Al igual que todos los años, el Papa Francisco nos ha regalado en esta ocasión un mensaje iluminador para  la  presente Jornada Mundial de las Misiones. El lema del mismo es: la Misión en el corazón de la fe cristiana. Bien conocemos el corazón auténticamente misionero de nuestro Supremo Pastor. Desde el comienzo de su pontificado el Papa nos ha hablado de su sueño: una Iglesia misionera, una Iglesia pobre y para los pobres, una Iglesia en salida, capaz de abandonar sus trincheras de seguridad y comodidad, para proyectarse a las periferias sociales y existenciales de la humanidad. En su mensaje, Francisco no  podía dejar de reflejar su sentida preocupación por que llegue a todos la Buena Nueva de Jesucristo. 

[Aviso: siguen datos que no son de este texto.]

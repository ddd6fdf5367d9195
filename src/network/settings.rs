use std::path::PathBuf;

use rayon::{ThreadPool, ThreadPoolBuilder};
use serde::{Deserialize, Deserializer, Serialize};

use crate::error::Result;
use crate::math::summation::SummationMode;
use crate::optim::settings::OptimizerSettings;

/// Transform applied to the final layer's output at inference and
/// evaluation time. Never used while backpropagating.
#[derive(Debug, Clone, Copy, PartialEq, Default, Serialize, Deserialize)]
#[serde(tag = "type", rename_all = "snake_case")]
pub enum OutputMode {
    /// Raw activations.
    #[default]
    Identity,
    /// The largest channel becomes 1, every other channel 0.
    WinnerTakeAll,
    /// Channels `>= cutoff` become 1, the rest 0.
    Threshold { cutoff: f64 },
}

impl OutputMode {
    pub fn apply(&self, out: &mut [f64]) {
        match *self {
            OutputMode::Identity => {}
            OutputMode::WinnerTakeAll => {
                let winner = argmax(out);
                for (i, v) in out.iter_mut().enumerate() {
                    *v = if i == winner { 1.0 } else { 0.0 };
                }
            }
            OutputMode::Threshold { cutoff } => {
                for v in out.iter_mut() {
                    *v = if *v >= cutoff { 1.0 } else { 0.0 };
                }
            }
        }
    }
}

/// Index of the first maximum element.
fn argmax(v: &[f64]) -> usize {
    v.iter()
        .enumerate()
        .fold((0, f64::NEG_INFINITY), |best, (i, &x)| if x > best.1 { (i, x) } else { best })
        .0
}

/// Periodic snapshot of the network during training.
#[derive(Debug, Clone, PartialEq, Serialize, Deserialize)]
pub struct AutosaveSettings {
    pub path: PathBuf,
    /// Save every `every` iterations; `0` disables saving.
    pub every: usize,
}

/// Hyperparameters persisted next to the weights so that a restored network
/// trains and predicts exactly like the one that was saved.
#[derive(Debug, Clone, PartialEq, Serialize, Deserialize)]
#[serde(default)]
pub struct NetworkSettings {
    /// Worker threads used by training and evaluation (`0` lets rayon pick).
    pub threads: usize,
    /// Evaluate on the held-out split every `report_every` iterations
    /// (`0` never does).
    pub report_every: usize,
    /// A sample counts as correct when every channel is within this
    /// distance of its target.
    pub tolerance: f64,
    pub output: OutputMode,
    #[serde(deserialize_with = "fraction")]
    test_fraction: f64,
    pub autosave: Option<AutosaveSettings>,
    pub summation: SummationMode,
    pub optimizer: OptimizerSettings,
}

impl Default for NetworkSettings {
    fn default() -> Self {
        NetworkSettings {
            threads: 1,
            report_every: 0,
            tolerance: 0.01,
            output: OutputMode::Identity,
            test_fraction: 0.1,
            autosave: None,
            summation: SummationMode::Naive,
            optimizer: OptimizerSettings::default(),
        }
    }
}

impl NetworkSettings {
    /// Fraction of the dataset held out for evaluation, in `[0, 1]`.
    pub fn test_fraction(&self) -> f64 {
        self.test_fraction
    }

    pub fn set_test_fraction(&mut self, fraction: f64) {
        self.test_fraction = clamp_fraction(fraction);
    }

    pub fn thread_pool(&self) -> Result<ThreadPool> {
        Ok(ThreadPoolBuilder::new().num_threads(self.threads).build()?)
    }
}

fn clamp_fraction(value: f64) -> f64 {
    if value.is_nan() { 0.0 } else { value.clamp(0.0, 1.0) }
}

fn fraction<'de, D: Deserializer<'de>>(deserializer: D) -> std::result::Result<f64, D::Error> {
    f64::deserialize(deserializer).map(clamp_fraction)
}

#[cfg(test)]
mod tests {
    use super::*;

    #[test]
    fn winner_take_all_keeps_first_maximum() {
        let mut out = vec![0.2, 0.9, 0.9, 0.1];
        OutputMode::WinnerTakeAll.apply(&mut out);
        assert_eq!(out, vec![0.0, 1.0, 0.0, 0.0]);
    }

    #[test]
    fn threshold_is_inclusive() {
        let mut out = vec![0.49, 0.5, 0.51];
        OutputMode::Threshold { cutoff: 0.5 }.apply(&mut out);
        assert_eq!(out, vec![0.0, 1.0, 1.0]);
    }

    #[test]
    fn identity_leaves_output_alone() {
        let mut out = vec![0.3, -2.0];
        OutputMode::Identity.apply(&mut out);
        assert_eq!(out, vec![0.3, -2.0]);
    }

    #[test]
    fn test_fraction_is_clamped() {
        let mut settings = NetworkSettings::default();
        settings.set_test_fraction(1.7);
        assert_eq!(settings.test_fraction(), 1.0);
        settings.set_test_fraction(-0.2);
        assert_eq!(settings.test_fraction(), 0.0);
    }

    #[test]
    fn missing_fields_take_defaults() {
        let settings: NetworkSettings = serde_json::from_str(r#"{"threads":4}"#).unwrap();
        assert_eq!(settings.threads, 4);
        assert_eq!(settings.tolerance, 0.01);
        assert_eq!(settings.test_fraction(), 0.1);
        assert_eq!(settings.output, OutputMode::Identity);

        let clamped: NetworkSettings = serde_json::from_str(r#"{"test_fraction":3.0}"#).unwrap();
        assert_eq!(clamped.test_fraction(), 1.0);
    }
}
use crate::math::atomic::AtomicF64;
use crate::optim::settings::{OptimizerMode, OptimizerSettings};

/// Training-wide step counter read by the Adam rule.
///
/// Owned by the training session, advanced once per iteration after all
/// weights were updated, and only read while updating.
#[derive(Debug, Clone, Copy, PartialEq, Eq, Default)]
pub struct AdamClock {
    step: u64,
}

impl AdamClock {
    pub fn new() -> AdamClock {
        AdamClock { step: 0 }
    }

    pub fn step(&self) -> u64 {
        self.step
    }

    /// Moves to the next step, wrapping to zero once `reset_after` is
    /// exceeded (`0` never wraps).
    pub fn advance(&mut self, reset_after: u64) {
        self.step += 1;
        if reset_after != 0 && self.step > reset_after {
            self.step = 0;
        }
    }
}

/// Everything an update needs besides the weight itself.
#[derive(Debug, Clone, Copy)]
pub struct UpdateContext<'a> {
    pub settings: &'a OptimizerSettings,
    pub step: u64,
}

/// Hidden state of one weight's update rule.
#[derive(Debug, Clone, Copy, PartialEq)]
pub enum UpdateRule {
    Plain,
    Momentum { velocity: f64 },
    Adam { m: f64, v: f64 },
}

impl UpdateRule {
    pub fn new(mode: OptimizerMode) -> UpdateRule {
        match mode {
            OptimizerMode::Sgd => UpdateRule::Plain,
            OptimizerMode::Momentum => UpdateRule::Momentum { velocity: 0.0 },
            OptimizerMode::Adam => UpdateRule::Adam { m: 0.0, v: 0.0 },
        }
    }
}

/// Per-weight optimizer state: the gradient accumulated during the current
/// iteration plus the rule's own memory.
///
/// The accumulator can be added to from several threads at once; the update
/// itself needs exclusive access.
#[derive(Debug, Clone)]
pub struct OptimizerState {
    gradient: AtomicF64,
    rule: UpdateRule,
}

impl OptimizerState {
    pub fn new(mode: OptimizerMode) -> OptimizerState {
        OptimizerState {
            gradient: AtomicF64::new(0.0),
            rule: UpdateRule::new(mode),
        }
    }

    pub fn accumulate(&self, delta: f64) {
        self.gradient.fetch_add(delta);
    }

    pub fn gradient(&self) -> f64 {
        self.gradient.load()
    }

    pub fn rule(&self) -> &UpdateRule {
        &self.rule
    }

    /// Applies the rule to `weight` using the accumulated gradient, then
    /// clears the accumulator for the next iteration.
    pub fn update(&mut self, weight: &mut f64, learning_rate: f64, ctx: UpdateContext<'_>) {
        let g = self.gradient.take();
        match &mut self.rule {
            UpdateRule::Plain => *weight -= learning_rate * g,
            UpdateRule::Momentum { velocity } => {
                *velocity = ctx.settings.momentum.gamma() * *velocity + learning_rate * g;
                *weight -= *velocity;
            }
            UpdateRule::Adam { m, v } => {
                let adam = &ctx.settings.adam;
                let (b1, b2) = (adam.beta1(), adam.beta2());
                let t = ctx.step as f64;

                *m = b1 * *m + (1.0 - b1) * g;
                *v = b2 * *v + (1.0 - b2) * g * g;

                let m_hat = *m / (1.0 - b1.powf(t));
                let v_hat = *v / (1.0 - b2.powf(t));
                let delta = learning_rate * m_hat / (adam.epsilon() + v_hat).sqrt();

                // At t = 0 the bias correction divides by zero.
                if delta.is_finite() {
                    *weight -= delta;
                } else {
                    *weight -= learning_rate * g;
                }

                if adam.reset_after() != 0 && ctx.step == adam.reset_after() {
                    *m = 0.0;
                    *v = 0.0;
                }
            }
        }
    }
}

Por eso afirma que: “El mundo necesita el Evangelio de Jesucristo como algo esencial” y añade: “a través de la Iglesia, Él continúa su misión de Buen Samaritano, curando las heridas sangrientas de la humanidad, y de Buen Pastor, buscando sin descanso a quienes se han perdido por caminos tortuosos y sin una meta”.      

El mensaje del Papa nos hace comprender claramente que la primera misión del cristiano es la de buscar al Señor permitiendo que Él cambie su corazón y lo haga semejante al suyo; esta misión continúa en el compromiso del cristiano en favor de una profunda renovación de toda la Iglesia; esa misma misión se consuma  en la aceptación de la cruz, del dolor y de la misma muerte, como donación total de sí por la salvación de todos. Misión es entrega, misión es compromiso, misión es muerte y resurrección.

Concluyo este mensaje fraterno renovando mi compromiso de disponibilidad para el servicio que se me ha pedido en favor de las Obras Misionales Pontificias. 

Que el Señor bendiga a todos aquellos con quienes más de cerca compartiré este ministerio y nos revista de fidelidad y amor para cumplirlo.